>>>
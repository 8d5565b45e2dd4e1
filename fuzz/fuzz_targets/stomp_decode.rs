//! Fuzz target for the STOMP transport message decoder
//!
//! Feeds arbitrary bytes to `decode` to find:
//! - Parser panics on truncated or malformed frames
//! - Out-of-bounds slicing around `content-length`
//! - Non-terminating loops over heart-beat runs
//!
//! The decoder should NEVER panic. Invalid input returns an error.

#![no_main]

use guidechat_proto::{Inbound, decode};
use libfuzzer_sys::fuzz_target;

fuzz_target!(|data: &[u8]| {
    if let Ok(items) = decode(data) {
        // Re-encoding a decoded frame must not panic either
        for item in items {
            if let Inbound::Frame(frame) = item {
                let _ = frame.to_text();
            }
        }
    }
});
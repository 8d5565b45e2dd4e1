//! Generic runtime for session orchestration.
//!
//! The Runtime drives the session event loop, coordinating between:
//! - [`RoomSession`]: room binding state machine
//! - [`Driver`]: Platform-specific I/O

use crate::{Driver, DriverEvent, Notice, RoomSession, SessionAction, SessionEvent};

/// Generic runtime that orchestrates a [`RoomSession`] and a [`Driver`].
///
/// # Type Parameters
///
/// - `D`: Platform-specific I/O driver
pub struct Runtime<D>
where
    D: Driver,
{
    driver: D,
    session: RoomSession<D::Instant>,
}

impl<D> Runtime<D>
where
    D: Driver,
{
    /// Create a new runtime with the given driver and session.
    pub fn new(driver: D, session: RoomSession<D::Instant>) -> Self {
        Self { driver, session }
    }

    /// Run the main event loop until the driver is exhausted or asks to quit.
    ///
    /// The session is unmounted on the way out, including when the loop fails,
    /// so the broker link is always closed.
    ///
    /// # Errors
    ///
    /// Returns an error if the driver encounters an I/O error.
    pub async fn run(mut self) -> Result<(), D::Error> {
        let result = self.event_loop().await;

        if let Err(e) = &result {
            tracing::warn!(error = %e, "runtime failed, tearing down session");
            if let Err(e) = self.shutdown().await {
                tracing::debug!(error = %e, "teardown after failure also failed");
            }
        }

        self.driver.stop();
        result
    }

    async fn event_loop(&mut self) -> Result<(), D::Error> {
        self.driver.render(&self.session)?;

        loop {
            if self.process_cycle().await? {
                return Ok(());
            }
        }
    }

    /// Process one input.
    ///
    /// Returns `true` if the runtime should quit.
    ///
    /// # Errors
    ///
    /// Returns an error if the driver encounters an I/O error.
    pub async fn process_cycle(&mut self) -> Result<bool, D::Error> {
        let Some(event) = self.driver.poll_event().await? else {
            self.shutdown().await?;
            return Ok(true);
        };

        let now = self.driver.now();
        match event {
            DriverEvent::Session(event) => {
                let actions = self.session.handle(event, now);
                self.process_actions(actions).await?;
            },
            DriverEvent::Send(input) => {
                let actions = self.session.send(&input, now);
                self.process_actions(actions).await?;
            },
            DriverEvent::Quit => {
                self.shutdown().await?;
                return Ok(true);
            },
        }

        Ok(false)
    }

    /// Execute session actions in order.
    ///
    /// A frame the transport refuses does not abort the batch; it suppresses
    /// the batch's [`SessionAction::ClearInput`] and surfaces
    /// [`Notice::SendFailed`] instead, so the user keeps the typed text.
    ///
    /// # Errors
    ///
    /// Returns an error if rendering or notifying fails.
    pub async fn process_actions(&mut self, actions: Vec<SessionAction>) -> Result<(), D::Error> {
        let mut write_failed = false;

        for action in actions {
            match action {
                SessionAction::FetchRoom { tag } => self.driver.fetch_room(tag),
                SessionAction::FetchHistory { tag, after } => self.driver.fetch_history(tag, after),
                SessionAction::OpenTransport { tag } => self.driver.open_transport(tag),
                SessionAction::CloseTransport { tag } => self.driver.close_transport(tag),

                SessionAction::SendFrame { tag, frame } => {
                    let command = frame.command;
                    if let Err(e) = self.driver.send_frame(tag, frame).await {
                        tracing::warn!(room_id = tag.room_id, %command, error = %e, "frame write failed");
                        write_failed = true;
                    }
                },

                SessionAction::SendHeartbeat { tag } => {
                    if let Err(e) = self.driver.send_heartbeat(tag).await {
                        tracing::debug!(room_id = tag.room_id, error = %e, "heart-beat write failed");
                    }
                },

                SessionAction::ClearInput => {
                    if write_failed {
                        self.session.set_notice(Notice::SendFailed);
                        self.driver.notify(&Notice::SendFailed)?;
                        self.driver.render(&self.session)?;
                    } else {
                        self.driver.clear_input();
                    }
                },

                SessionAction::Notify(notice) => self.driver.notify(&notice)?,
                SessionAction::Render => self.driver.render(&self.session)?,
            }
        }

        Ok(())
    }

    async fn shutdown(&mut self) -> Result<(), D::Error> {
        let now = self.driver.now();
        let actions = self.session.handle(SessionEvent::Unmount, now);
        self.process_actions(actions).await
    }

    /// Get a reference to the session
    pub fn session(&self) -> &RoomSession<D::Instant> {
        &self.session
    }

    /// Get a mutable reference to the session
    pub fn session_mut(&mut self) -> &mut RoomSession<D::Instant> {
        &mut self.session
    }

    /// Get a reference to the driver
    pub fn driver(&self) -> &D {
        &self.driver
    }

    /// Get a mutable reference to the driver
    pub fn driver_mut(&mut self) -> &mut D {
        &mut self.driver
    }
}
<<<
**EXERCISE REQUIREMENTS**
Work through the entries above line by line, counting each one that includes the word "handle", and give the final number only.

**RESULT FOR THIS EXERCISE**
2